Researchers at Virginia Polytechnic Institute and State University in the US said dopamine is a key mediator of this process.
Mosquitoes use this information and incorporate it with other stimuli to develop preferences for a particular vertebrate host species, and, within that population, certain individuals, they said.
However, the study also proved that even if an individual is deemed delicious-smelling, a mosquito's preference can shift if that person's smell is associated with an unpleasant sensation.
Hosts who swat at mosquitoes or perform other defensive behaviours may be abandoned, no matter how sweet they are, according to the study published in the journal Current Biology.
The researchers said mosquitoes exhibit a trait known as aversive learning by training female aedes aegypti mosquitoes to associate odours (including human body odours) with unpleasant shocks and vibrations.
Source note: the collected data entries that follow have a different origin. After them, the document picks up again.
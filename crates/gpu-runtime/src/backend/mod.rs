//! Native execution models.
//!
//! Each backend device owns the native handles registered for abstract
//! objects and implements [`crate::executor::Backend`] over an entry-point
//! trait for its API. The crate never links a driver; hosts implement the
//! entry-point traits over their bindings.

pub mod d3d12;
pub mod gl;
pub mod vulkan;

use hashbrown::HashMap;

use crate::error::ObjectError;
use crate::objects::ObjectId;

/// Native handles registered for abstract object ids.
#[derive(Debug)]
pub(crate) struct Registry<K, V> {
    entries: HashMap<K, V>,
}

impl<K, V> Default for Registry<K, V> {
    fn default() -> Self {
        Self {
            entries: HashMap::new(),
        }
    }
}

impl<K: ObjectId, V> Registry<K, V> {
    pub fn insert(&mut self, id: K, value: V) -> Option<V> {
        self.entries.insert(id, value)
    }

    pub fn get(&self, id: K) -> Result<&V, ObjectError> {
        self.entries.get(&id).ok_or_else(|| id.unregistered())
    }

    pub fn get_mut(&mut self, id: K) -> Result<&mut V, ObjectError> {
        self.entries.get_mut(&id).ok_or_else(|| id.unregistered())
    }

    pub fn remove(&mut self, id: K) -> Result<V, ObjectError> {
        self.entries.remove(&id).ok_or_else(|| id.unregistered())
    }

    pub fn drain(&mut self) -> impl Iterator<Item = (K, V)> + '_ {
        self.entries.drain()
    }
}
Aedes aegypti mosquitoes are vectors for Zika fever, dengue fever, chikungunya, and yellow fever viruses, and can be found in tropical and subtropical regions throughout the world.
Twenty-four hours later, the same mosquitoes were assessed in a Y-maze olfactometer in which they had to fly upwind and choose between the once-preferred human body odour and a control odour.
The mosquitoes avoided the human body odour, suggesting that they had been successfully trained.
By taking a multidisciplinary approach and using cutting-edge techniques, including CRISPR gene editing and RNAi, the scientists were also able to identify that dopamine is a key mediator of aversive learning in mosquitoes.